Detalhes bibliográficos
Autor(a) principal: Herrera, Bruno S. [UNESP]
Data de Publicação: 2012
Outros Autores: Coimbra, Leila S. [UNESP], Bastos, Alliny S. [UNESP], Teixeira, Simone A., Steffens, Joao P. [UNESP], Muscara, Marcelo N., Spolidório, Luis Carlos [UNESP]
Tipo de documento: Artigo
Idioma: eng
Título da fonte: Repositório Institucional da UNESP
Texto Completo: http://dx.doi.org/10.1016/j.archoralbio.2012.03.004
http://hdl.handle.net/11449/15896
Resumo: Objective: The aim of this study was to investigate the effects of PRP on SAOS-2 cells in terms of cytokine expression, cell activity and oxidative stress.Design: Cell line SAOS-2 (1 x 10(5) cells/mL) were grown in culture medium alpha-MEM with 10% FBS for 24 h and stimulated (or not) with PRP at concentrations of 3, 10 and 20%, LPS (E. coli, 10 g/mL) and IL-1 beta (1 mg/mL) for 24 h. The supernatant was collected and analyzed for the expression of cytokines in a panel array, ALP using a commercial kit and NO2- with Griess reaction method.

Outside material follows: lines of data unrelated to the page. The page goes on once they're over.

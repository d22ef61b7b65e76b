// 构建脚本: 启用 ffmpeg 功能时链接FFmpeg依赖库
fn main() {
    println!("cargo:rerun-if-changed=build.rs");

    if std::env::var_os("CARGO_FEATURE_FFMPEG").is_none() {
        return;
    }

    // 仅在Windows MSVC环境下添加FFmpeg相关库
    let target_os = std::env::var("CARGO_CFG_TARGET_OS").unwrap_or_default();
    let target_env = std::env::var("CARGO_CFG_TARGET_ENV").unwrap_or_default();
    if target_os == "windows" && target_env == "msvc" {
        // Intel QSV (Quick Sync Video) 硬件加速
        println!("cargo:rustc-link-lib=dylib=libmfx");

        // x264 编码器 (MP4输出)
        println!("cargo:rustc-link-lib=dylib=libx264");

        // OLE 自动化和VFW (DirectShow 摄像头)
        println!("cargo:rustc-link-lib=dylib=oleaut32");
        println!("cargo:rustc-link-lib=dylib=vfw32");
        println!("cargo:rustc-link-lib=dylib=secur32");
    }
}
// Ultralytics 🚀 AGPL-3.0 License - https://ultralytics.com/license
//! 检测框与计数绘制 (Frame annotator)

use ab_glyph::FontArc;
use image::{Rgb, RgbImage};
use imageproc::drawing::draw_hollow_rect_mut;
use imageproc::rect::Rect;

use super::overlay::{draw_text, fill_rect, text_width, CountLayout};
use super::palette::ColorMap;
use crate::detection::TrackedBox;

/// 检测框线宽
const BOX_THICKNESS: i32 = 4;

pub struct FrameAnnotator {
    classes: Vec<String>,
    tracked_classes: Vec<String>,
    colors: ColorMap,
    font: Option<FontArc>,
}

impl FrameAnnotator {
    pub fn new(classes: &[String], tracked_classes: &[String], font: Option<FontArc>) -> Self {
        Self {
            classes: classes.to_vec(),
            tracked_classes: tracked_classes.to_vec(),
            colors: ColorMap::spring(classes.len()),
            font,
        }
    }

    pub fn has_font(&self) -> bool {
        self.font.is_some()
    }

    pub fn font(&self) -> Option<&FontArc> {
        self.font.as_ref()
    }

    fn class_index(&self, name: &str) -> Option<usize> {
        self.classes.iter().position(|c| c == name)
    }

    fn is_tracked(&self, class_id: usize) -> bool {
        self.classes
            .get(class_id)
            .map(|name| self.tracked_classes.contains(name))
            .unwrap_or(false)
    }

    /// 画框 + 标签 "置信度 类别 id: N"; 不在白名单内的类别跳过
    pub fn draw_boxes(&self, img: &mut RgbImage, boxes: &[TrackedBox]) {
        for b in boxes {
            if !self.is_tracked(b.class_id) {
                continue;
            }
            let color = self.colors.color(b.class_id);
            let (x1, y1) = (b.x1.round() as i32, b.y1.round() as i32);
            let (x2, y2) = (b.x2.round() as i32, b.y2.round() as i32);
            draw_thick_rect(img, x1, y1, x2, y2, color, BOX_THICKNESS);

            let label = format!(
                "{:.2} {} id: {}",
                b.confidence,
                self.classes[b.class_id],
                b.track_id
            );
            draw_text(img, self.font.as_ref(), &label, x1 + 10, y1 + 60, 2.0, 2, color);
        }
    }

    /// 右下角按类别颜色绘制计数, 自下而上每类一行, 带半透明底色
    pub fn draw_counts(&self, img: &mut RgbImage, counts: &[(String, u64)]) {
        if self.font.is_none() || counts.is_empty() {
            return;
        }
        let layout = CountLayout::for_frame(img.width(), img.height());
        let line_h = (layout.font_scale * super::overlay::PX_PER_FONT_SCALE) as i32;

        for (i, (name, count)) in counts.iter().enumerate() {
            if !self.tracked_classes.contains(name) {
                continue;
            }
            let Some(idx) = self.class_index(name) else {
                continue;
            };
            let text = format!("{}: {}", name, count);
            let (x, y) = layout.line_origin(i);
            let w = text_width(self.font.as_ref(), &text, layout.font_scale) as i32;
            darken(img, x - 4, y - line_h - 4, w + 8, line_h + 8);
            fill_rect(img, x - 4, y + 2, w + 8, 2, self.colors.color(idx));
            draw_text(
                img,
                self.font.as_ref(),
                &text,
                x,
                y,
                layout.font_scale,
                layout.thickness,
                self.colors.color(idx),
            );
        }
    }
}

/// 线宽通过向外扩展多层空心矩形实现
fn draw_thick_rect(img: &mut RgbImage, x1: i32, y1: i32, x2: i32, y2: i32, color: Rgb<u8>, thickness: i32) {
    let (w, h) = (x2 - x1, y2 - y1);
    if w <= 0 || h <= 0 {
        return;
    }
    for offset in 0..thickness {
        let rect = Rect::at(x1 - offset, y1 - offset)
            .of_size((w + offset * 2) as u32, (h + offset * 2) as u32);
        draw_hollow_rect_mut(img, rect, color);
    }
}

/// 区域亮度减半
fn darken(img: &mut RgbImage, x: i32, y: i32, w: i32, h: i32) {
    let x0 = x.max(0) as u32;
    let y0 = y.max(0) as u32;
    let x1 = ((x + w).max(0) as u32).min(img.width());
    let y1 = ((y + h).max(0) as u32).min(img.height());
    for py in y0..y1 {
        for px in x0..x1 {
            let p = img.get_pixel_mut(px, py);
            p.0 = [p.0[0] / 2, p.0[1] / 2, p.0[2] / 2];
        }
    }
}

#[cfg(test)]
mod tests {
    use super::*;

    fn names(v: &[&str]) -> Vec<String> {
        v.iter().map(|s| s.to_string()).collect()
    }

    fn tbox(class_id: usize) -> TrackedBox {
        TrackedBox {
            x1: 10.0,
            y1: 10.0,
            x2: 50.0,
            y2: 50.0,
            track_id: 1,
            confidence: 0.9,
            class_id,
        }
    }

    #[test]
    fn draws_tracked_boxes_only() {
        let ann = FrameAnnotator::new(&names(&["bike", "car"]), &names(&["bike"]), None);
        let mut img = RgbImage::new(64, 64);
        ann.draw_boxes(&mut img, &[tbox(1)]);
        assert!(img.pixels().all(|p| *p == Rgb([0, 0, 0])));

        ann.draw_boxes(&mut img, &[tbox(0)]);
        assert_eq!(*img.get_pixel(10, 10), ColorMap::spring(2).color(0));
        assert_eq!(*img.get_pixel(7, 7), ColorMap::spring(2).color(0));
        assert_eq!(*img.get_pixel(30, 30), Rgb([0, 0, 0]));
    }

    #[test]
    fn out_of_range_class_is_ignored() {
        let ann = FrameAnnotator::new(&names(&["bike"]), &names(&["bike"]), None);
        let mut img = RgbImage::new(64, 64);
        ann.draw_boxes(&mut img, &[tbox(5)]);
        assert!(img.pixels().all(|p| *p == Rgb([0, 0, 0])));
    }

    #[test]
    fn counts_without_font_leave_frame_untouched() {
        let ann = FrameAnnotator::new(&names(&["bike"]), &names(&["bike"]), None);
        let mut img = RgbImage::from_pixel(64, 64, Rgb([100, 100, 100]));
        ann.draw_counts(&mut img, &[("bike".to_string(), 3)]);
        assert!(img.pixels().all(|p| *p == Rgb([100, 100, 100])));
    }
}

Also, the cells were analyzed using Western blot for RANKL and slot blotting for nitrotyrosine expression.Result: There were no significant differences amongst the groups in terms of NO2-, protein nitrotyrosine content and RANKL expression. However, all stimuli increased ALP activity and in case of PRP, it was in a dose-dependent manner (p < 0.001). Also, all stimuli induced an increase in cytokines and chemokines expression, but only PRP promoted an increase of component C5, sICAM-1 and RANTES expression. Whilst IL-1 receptor antagonist (IL-1ra) expression was down-regulated by PRP, both LPS and IL-1 beta caused up-regulation of this cytokine.Conclusions: PRP can stimulate osteoblast activity and cytokine/chemokine release, as well as indicate some of the mediators that can (and cannot) be involved in this activation. (C) 2012 Elsevier Ltd. All rights reserved.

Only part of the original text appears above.